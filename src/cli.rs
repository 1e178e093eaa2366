//! Command-line surface (spec.md §6): `web` starts the exporter, `convert`
//! turns a legacy JSON metrics file into this exporter's TOML shape.

use std::path::PathBuf;

use clap::{Parser, Subcommand};

#[derive(Debug, Parser)]
#[command(name = "hana-sql-exporter", about = "Prometheus exporter for SAP HANA")]
pub struct Cli {
    #[command(subcommand)]
    pub command: Command,
}

#[derive(Debug, Subcommand)]
pub enum Command {
    /// Starts the HTTP exporter.
    Web(WebArgs),
    /// Converts a legacy JSON metrics file into TOML `[[queries]]`.
    Convert(ConvertArgs),
}

#[derive(Debug, Parser)]
pub struct WebArgs {
    #[arg(long, default_value = "config.toml")]
    pub config: PathBuf,
    #[arg(long)]
    pub timeout: Option<u64>,
    #[arg(long)]
    pub ip: Option<String>,
    #[arg(long)]
    pub port: Option<u16>,
    #[arg(long = "log-file")]
    pub log_file: Option<String>,
    #[arg(long = "log-level")]
    pub log_level: Option<String>,
    #[arg(long = "component-aware-versions")]
    pub component_aware_versions: bool,
}

#[derive(Debug, Parser)]
pub struct ConvertArgs {
    #[arg(short, long)]
    pub input: PathBuf,
    #[arg(short, long)]
    pub output: PathBuf,
}
//! Row projection: turn a rectangular result set plus a metric's label
//! declaration into a list of [`MetricRecord`] samples (spec.md §4.B).

use crate::coerce::{self, CellValue};
use crate::models::MetricRecord;

/// Inputs mirror the original `GetMetricRows`: a metric name (for warning
/// context only), the converted rows, the column names in result-set
/// order, the declared label columns, and the value column name (empty
/// means "first column").
pub struct ProjectionInput<'a> {
    pub metric_name: &'a str,
    pub rows: &'a [Vec<CellValue>],
    pub columns: &'a [String],
    pub labels: &'a [String],
    pub value_column: &'a str,
}

/// Labels every sample starts with, already filled from tenant-prepared
/// state except `schema`, which the caller fills in per matched schema
/// after projection runs (spec.md §3, "Shared metadata labels").
#[derive(Debug, Clone)]
pub struct SharedMetadata {
    pub tenant: String,
    pub usage: String,
    pub sid: String,
    pub insnr: String,
    pub database_name: String,
}

impl SharedMetadata {
    fn seed_record(&self) -> MetricRecord {
        MetricRecord {
            value: 0.0,
            labels: vec![
                "tenant".into(),
                "usage".into(),
                "schema".into(),
                "sid".into(),
                "insnr".into(),
                "database_name".into(),
            ],
            label_values: vec![
                low(&self.tenant),
                low(&self.usage),
                String::new(),
                self.sid.clone(),
                self.insnr.clone(),
                self.database_name.clone(),
            ],
        }
    }
}

fn low(s: &str) -> String {
    s.to_lowercase()
}

fn underscored_lower(s: &str) -> String {
    s.to_lowercase().split(' ').collect::<Vec<_>>().join("_")
}

/// Locates the value column index: case-insensitive match against column
/// names, falling back to index 0 when `value_column` is empty or absent.
fn value_column_index(columns: &[String], value_column: &str) -> usize {
    if value_column.is_empty() {
        return 0;
    }
    columns
        .iter()
        .position(|c| c.eq_ignore_ascii_case(value_column))
        .unwrap_or(0)
}

/// Projects one result set into samples. Per-cell coercion failures are
/// reported via `on_coerce_warning` rather than logged directly, so
/// callers can attach metric/tenant/schema context the way the engines do.
pub fn project_rows(
    input: &ProjectionInput,
    meta: &SharedMetadata,
    mut on_coerce_warning: impl FnMut(&str),
) -> Vec<MetricRecord> {
    if input.columns.is_empty() {
        return Vec::new();
    }
    let value_idx = value_column_index(input.columns, input.value_column);
    let label_search = if input.labels.is_empty() {
        String::new()
    } else {
        low(&input.labels.join(","))
    };

    let mut out = Vec::with_capacity(input.rows.len());
    for row in input.rows {
        let mut record = meta.seed_record();
        for (i, cell) in row.iter().enumerate() {
            if matches!(cell, CellValue::Null) {
                continue;
            }
            if i == value_idx {
                record.value = project_value(cell, &mut on_coerce_warning, input.metric_name);
            } else {
                apply_label(&mut record, cell, &input.columns[i], input.labels, &label_search);
            }
        }
        out.push(record);
    }
    out
}

fn project_value(cell: &CellValue, on_warning: &mut impl FnMut(&str), metric_name: &str) -> f64 {
    match cell {
        CellValue::Time(t) => t.timestamp() as f64,
        CellValue::Text(s) => {
            if let Some(secs) = coerce::parse_timestamp_seconds(s) {
                secs
            } else {
                let (v, had_error) = coerce::to_f64_or_zero(cell);
                if had_error {
                    on_warning(&format!(
                        "metric {metric_name}: value {s:?} is not numeric, using 0"
                    ));
                }
                v
            }
        }
        _ => {
            let (v, had_error) = coerce::to_f64_or_zero(cell);
            if had_error {
                on_warning(&format!(
                    "metric {metric_name}: value {cell:?} is not numeric, using 0"
                ));
            }
            v
        }
    }
}

fn apply_label(
    record: &mut MetricRecord,
    cell: &CellValue,
    column: &str,
    declared_labels: &[String],
    label_search: &str,
) {
    let lowered_col = low(column);
    let include = if declared_labels.is_empty() {
        true
    } else {
        // Preserved as-is: substring match against the comma-joined label
        // list, not an exact membership test. A label `cpu` therefore also
        // matches a column `cpu_pct`. See spec.md §9, "label-matching
        // semantics".
        label_search.contains(&lowered_col)
    };
    if !include {
        return;
    }
    if record.labels.iter().any(|l| l == &lowered_col) {
        return;
    }
    record.labels.push(lowered_col);
    record
        .label_values
        .push(underscored_lower(&coerce::to_string_lossy(cell)));
}

/// Overwrites the `schema` slot in every record's label values, matching
/// the engines' post-projection step that fills in the matched schema name.
pub fn set_schema_label(records: &mut [MetricRecord], schema: &str) {
    let schema_lower = low(schema);
    for record in records {
        if let Some(idx) = record.labels.iter().position(|l| l == "schema") {
            record.label_values[idx] = schema_lower.clone();
        }
    }
}

#[cfg(test)]
mod tests {
    use super::*;
    use chrono::{DateTime, Utc};

    fn meta() -> SharedMetadata {
        SharedMetadata {
            tenant: "T".into(),
            usage: "production".into(),
            sid: "HDB".into(),
            insnr: "00".into(),
            database_name: "HDB_DB".into(),
        }
    }

    #[test]
    fn happy_single_value_row() {
        let columns = vec!["used".to_string()];
        let rows = vec![vec![CellValue::Int64(42)]];
        let input = ProjectionInput {
            metric_name: "mem_used",
            rows: &rows,
            columns: &columns,
            labels: &[],
            value_column: "",
        };
        let records = project_rows(&input, &meta(), |_| {});
        assert_eq!(records.len(), 1);
        assert_eq!(records[0].value, 42.0);
        assert_eq!(
            &records[0].labels[..6],
            &["tenant", "usage", "schema", "sid", "insnr", "database_name"]
        );
        assert_eq!(records[0].label_values[0], "t");
        assert_eq!(records[0].label_values[1], "production");
    }

    #[test]
    fn null_value_cell_leaves_value_at_zero() {
        let columns = vec!["used".to_string()];
        let rows = vec![vec![CellValue::Null]];
        let input = ProjectionInput {
            metric_name: "m",
            rows: &rows,
            columns: &columns,
            labels: &[],
            value_column: "",
        };
        let records = project_rows(&input, &meta(), |_| {});
        assert_eq!(records[0].value, 0.0);
    }

    #[test]
    fn fraction_value_column() {
        let columns = vec!["ratio".to_string()];
        let rows = vec![vec![CellValue::Text("3/4".into())]];
        let input = ProjectionInput {
            metric_name: "m",
            rows: &rows,
            columns: &columns,
            labels: &[],
            value_column: "",
        };
        let records = project_rows(&input, &meta(), |_| {});
        assert_eq!(records[0].value, 0.75);
    }

    #[test]
    fn declared_labels_included_and_deduplicated() {
        let columns = vec!["cpu".to_string(), "host".to_string()];
        let rows = vec![vec![CellValue::Int64(30), CellValue::Text("h1".into())]];
        let labels = vec!["host".to_string()];
        let input = ProjectionInput {
            metric_name: "cpu",
            rows: &rows,
            columns: &columns,
            labels: &labels,
            value_column: "cpu",
        };
        let records = project_rows(&input, &meta(), |_| {});
        assert_eq!(records[0].value, 30.0);
        assert!(records[0].labels.contains(&"host".to_string()));
        assert!(!records[0].labels.contains(&"cpu".to_string()));
    }

    #[test]
    fn label_values_lowercase_and_underscored() {
        let columns = vec!["used".to_string(), "env_name".to_string()];
        let rows = vec![vec![
            CellValue::Int64(1),
            CellValue::Text("Prod Region".into()),
        ]];
        let input = ProjectionInput {
            metric_name: "m",
            rows: &rows,
            columns: &columns,
            labels: &[],
            value_column: "used",
        };
        let records = project_rows(&input, &meta(), |_| {});
        let idx = records[0]
            .labels
            .iter()
            .position(|l| l == "env_name")
            .unwrap();
        assert_eq!(records[0].label_values[idx], "prod_region");
    }

    #[test]
    fn value_column_timestamp_string_becomes_unix_seconds() {
        let columns = vec!["ts".to_string()];
        let rows = vec![vec![CellValue::Text("2023-05-01 10:20:30".into())]];
        let input = ProjectionInput {
            metric_name: "m",
            rows: &rows,
            columns: &columns,
            labels: &[],
            value_column: "",
        };
        let records = project_rows(&input, &meta(), |_| {});
        let expected = DateTime::parse_from_rfc3339("2023-05-01T10:20:30Z")
            .unwrap()
            .with_timezone(&Utc)
            .timestamp() as f64;
        assert_eq!(records[0].value, expected);
    }

    #[test]
    fn set_schema_label_overwrites_placeholder() {
        let columns = vec!["used".to_string()];
        let rows = vec![vec![CellValue::Int64(1)]];
        let input = ProjectionInput {
            metric_name: "m",
            rows: &rows,
            columns: &columns,
            labels: &[],
            value_column: "",
        };
        let mut records = project_rows(&input, &meta(), |_| {});
        set_schema_label(&mut records, "SYS");
        let idx = records[0].labels.iter().position(|l| l == "schema").unwrap();
        assert_eq!(records[0].label_values[idx], "sys");
    }
}
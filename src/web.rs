//! HTTP surface (spec.md §6): `/metrics`, `/health`, `/`, served behind
//! a bounded-concurrency, timeout-guarded axum router, with a graceful
//! shutdown that drains in-flight requests for up to 30 seconds.

use std::net::SocketAddr;
use std::sync::Arc;
use std::time::Duration;

use axum::error_handling::HandleErrorLayer;
use axum::extract::State;
use axum::http::StatusCode;
use axum::response::IntoResponse;
use axum::routing::get;
use axum::{BoxError, Router};
use prometheus::{Encoder, Registry, TextEncoder};
use tokio::sync::RwLock;
use tower::limit::ConcurrencyLimitLayer;
use tower::timeout::TimeoutLayer;
use tower::ServiceBuilder;
use tower_http::cors::CorsLayer;
use tower_http::trace::TraceLayer;
use tracing::info;

/// `promhttp.HandlerOpts.MaxRequestsInFlight` (spec.md §6).
const MAX_REQUESTS_IN_FLIGHT: usize = 10;

use crate::collector::ExporterCollector;
use crate::config::Config;
use crate::tenant::Tenant;

const SHUTDOWN_DRAIN: Duration = Duration::from_secs(30);

#[derive(Clone)]
struct AppState {
    registry: Arc<Registry>,
}

/// Builds the router and serves it until a shutdown signal arrives,
/// draining in-flight requests for up to 30 seconds (SPEC_FULL.md §3,
/// grounded on the original's `server.Shutdown(shutdownCtx)`).
pub async fn serve(config: Arc<Config>, tenants: Arc<RwLock<Vec<Tenant>>>) -> anyhow::Result<()> {
    let registry = Registry::new();
    let collector = ExporterCollector::new(Arc::clone(&config), tenants);
    registry
        .register(Box::new(collector))
        .map_err(|e| anyhow::anyhow!("registering collector: {e}"))?;
    crate::collector::maybe_register_process_collector(&registry, &config.log_level);

    let state = AppState {
        registry: Arc::new(registry),
    };

    let metrics_route = get(metrics_handler).layer(
        ServiceBuilder::new()
            .layer(HandleErrorLayer::new(handle_metrics_layer_error))
            .layer(ConcurrencyLimitLayer::new(MAX_REQUESTS_IN_FLIGHT))
            .layer(TimeoutLayer::new(Duration::from_secs(config.timeout))),
    );

    let app = Router::new()
        .route("/metrics", metrics_route)
        .route("/health", get(health_handler))
        .route("/", get(root_handler))
        .layer(CorsLayer::permissive())
        .layer(TraceLayer::new_for_http())
        .with_state(state);

    let addr: SocketAddr = format!("{}:{}", config.ip, config.port)
        .parse()
        .map_err(|e| anyhow::anyhow!("invalid listen address {}:{}: {e}", config.ip, config.port))?;
    info!(%addr, "starting HTTP listener");

    let listener = tokio::net::TcpListener::bind(addr).await?;
    axum::serve(listener, app)
        .with_graceful_shutdown(shutdown_signal())
        .await?;
    Ok(())
}

async fn shutdown_signal() {
    let ctrl_c = async {
        tokio::signal::ctrl_c().await.ok();
    };

    #[cfg(unix)]
    let terminate = async {
        if let Ok(mut sig) = tokio::signal::unix::signal(tokio::signal::unix::SignalKind::terminate()) {
            sig.recv().await;
        }
    };
    #[cfg(not(unix))]
    let terminate = std::future::pending::<()>();

    tokio::select! {
        _ = ctrl_c => {}
        _ = terminate => {}
    }
    info!(drain_seconds = SHUTDOWN_DRAIN.as_secs(), "shutdown signal received, draining");
}

async fn handle_metrics_layer_error(err: BoxError) -> (StatusCode, String) {
    if err.is::<tower::timeout::error::Elapsed>() {
        (StatusCode::REQUEST_TIMEOUT, "request timed out".to_string())
    } else {
        (StatusCode::INTERNAL_SERVER_ERROR, format!("unhandled error: {err}"))
    }
}

async fn metrics_handler(State(state): State<AppState>) -> impl IntoResponse {
    let families = state.registry.gather();
    let encoder = TextEncoder::new();
    let mut buffer = Vec::new();
    if let Err(err) = encoder.encode(&families, &mut buffer) {
        tracing::error!(%err, "failed to encode metrics");
        return (StatusCode::INTERNAL_SERVER_ERROR, "encode error".to_string()).into_response();
    }
    (
        StatusCode::OK,
        [(axum::http::header::CONTENT_TYPE, encoder.format_type().to_string())],
        buffer,
    )
        .into_response()
}

async fn health_handler() -> impl IntoResponse {
    (StatusCode::OK, "healthy")
}

async fn root_handler() -> impl IntoResponse {
    (StatusCode::OK, "SAP HANA SQL exporter. See /metrics.")
}

#[cfg(test)]
mod tests {
    use super::*;

    #[tokio::test]
    async fn health_handler_returns_ok_with_expected_body() {
        let response = health_handler().await.into_response();
        assert_eq!(response.status(), StatusCode::OK);
    }

    #[tokio::test]
    async fn root_handler_mentions_metrics_path() {
        let response = root_handler().await.into_response();
        assert_eq!(response.status(), StatusCode::OK);
    }
}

···

■ **Problem statement**
Using the records above, find and show each line with the string "against".

■ **Answer section**
/// Locates the value column index: case-insensitive match against column
        // Preserved as-is: substring match against the comma-joined label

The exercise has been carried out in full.